Other novel mechanisms – including Johnson & Johnson’s anti-Vista MAb, Astra's Ataxia telangiectasia mutated (ATM) kinase inhibitor and Novartis’s anti-Tim3 MAb – will also feature at AACR, though it is not clear at present whether any clinical data will be presented.
Second chance
The 2015 AACR meeting was the venue for the first major disappointment for CAR-T therapies in solid tumours – specifically in mesothelioma with Novartis’s CART-meso (AACR – Solid tumour CAR-T foray lives up to its low-key billing, April 20, 2015).
This year provides a second chance. In addition to a special CAR-T symposium, three cell therapy sessions will be of interest to investors in Kite Pharma and Juno. The former will present an update on the potentially pivotal Zuma-1 trial of KTE-C19 and clinical data on its first engineered T-cell receptor project, targeting the Mage A3 antigen and licensed for $1.2m from the NCI last October.
Juno will have preclinical presentations, but an update from the NCI’s anti-CD22 CAR-T project will be relevant, since Juno now holds rights to this construct, having licensed it from Opus Bio as JCAR018. Particularly important will be the extent of any benefit in patients relapsing on initial CD19-directed CAR-T therapy.
For now, however, with just abstract headlines and some abstract texts unveiled, share price reactions have been muted – with one exception: Advaxis has traded up 29% over the past month on the revelation that its listeria-based therapy axalimogene filolisbac would feature in a late-breaker.

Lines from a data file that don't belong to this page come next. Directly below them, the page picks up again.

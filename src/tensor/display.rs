use std::fmt::{self, Display};

use super::element::Element;
use super::space::Space;

/// Prints a buffer through a space in logical order, whatever the storage order.
///
/// Vectors print as a single row, matrices one row per line. Higher ranks are
/// partitioned into matrices over the last two axes, each labelled by its leading
/// index, *eg.* a rank 3 space of shape [2, 2, 2] prints as
/// (0)
/// [x,x]
/// [x,x]
///
/// (1)
/// [x,x]
/// [x,x]
///
/// Every element is padded to the widest one so columns line up.
/// A buffer shorter than the space is a formatting error.
pub struct SpaceDisplay<'a, T> {
    space: &'a Space,
    data: &'a [T],
}

impl<'a, T> SpaceDisplay<'a, T> {
    pub(crate) fn new(space: &'a Space, data: &'a [T]) -> Self {
        SpaceDisplay { space, data }
    }
}

impl<'a, T: Element> Display for SpaceDisplay<'a, T> {
    fn fmt(&self, f: &mut fmt::Formatter<'_>) -> fmt::Result {
        if self.data.len() < self.space.len() {
            return Err(fmt::Error);
        }
        let dims = self.space.dims();
        let ndim = dims.len();
        let (rows, cols) = match ndim {
            1 => (1, dims[0]),
            _ => (dims[ndim - 2], dims[ndim - 1]),
        };
        let cells = format_pad_elem(
            self.space.logical_indices().map(|idx| self.space.get(self.data, &idx[..])),
        );

        for (block, chunk) in cells.chunks(rows * cols).enumerate() {
            if ndim > 2 {
                if block > 0 {
                    writeln!(f)?;
                }
                writeln!(f, "{}", block_label(block, &dims[..ndim - 2]))?;
            }
            for row in chunk.chunks(cols) {
                writeln!(f, "[{}]", row.join(","))?;
            }
        }
        Ok(())
    }
}

/// Pads each element so that every string representation has the same length
fn format_pad_elem<T: Display>(elems: impl Iterator<Item = T>) -> Vec<String> {
    let mut cells: Vec<String> = elems.map(|x| x.to_string()).collect();
    let width = cells.iter().map(|c| c.chars().count()).max().unwrap_or(0);
    for c in cells.iter_mut() {
        let pad = width - c.chars().count();
        c.push_str(&" ".repeat(pad));
    }
    cells
}

/// `(i)` for rank 3, `(i,j,..)` above, from the block number in row-major order
fn block_label(mut block: usize, leading: &[usize]) -> String {
    let mut idx = vec![0; leading.len()];
    for (slot, &d) in idx.iter_mut().zip(leading).rev() {
        *slot = block % d;
        block /= d;
    }
    let idx: Vec<String> = idx.iter().map(|i| i.to_string()).collect();
    format!("({})", idx.join(","))
}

The company was hit by a US clinical hold last year, though this was lifted in December.
Given how important early-stage data are becoming for oncology projects there should be plenty more scope for share price movement once the AACR gets under way.
EP Vantage will be reporting from New Orleans, where the AACR conference begins on April 16.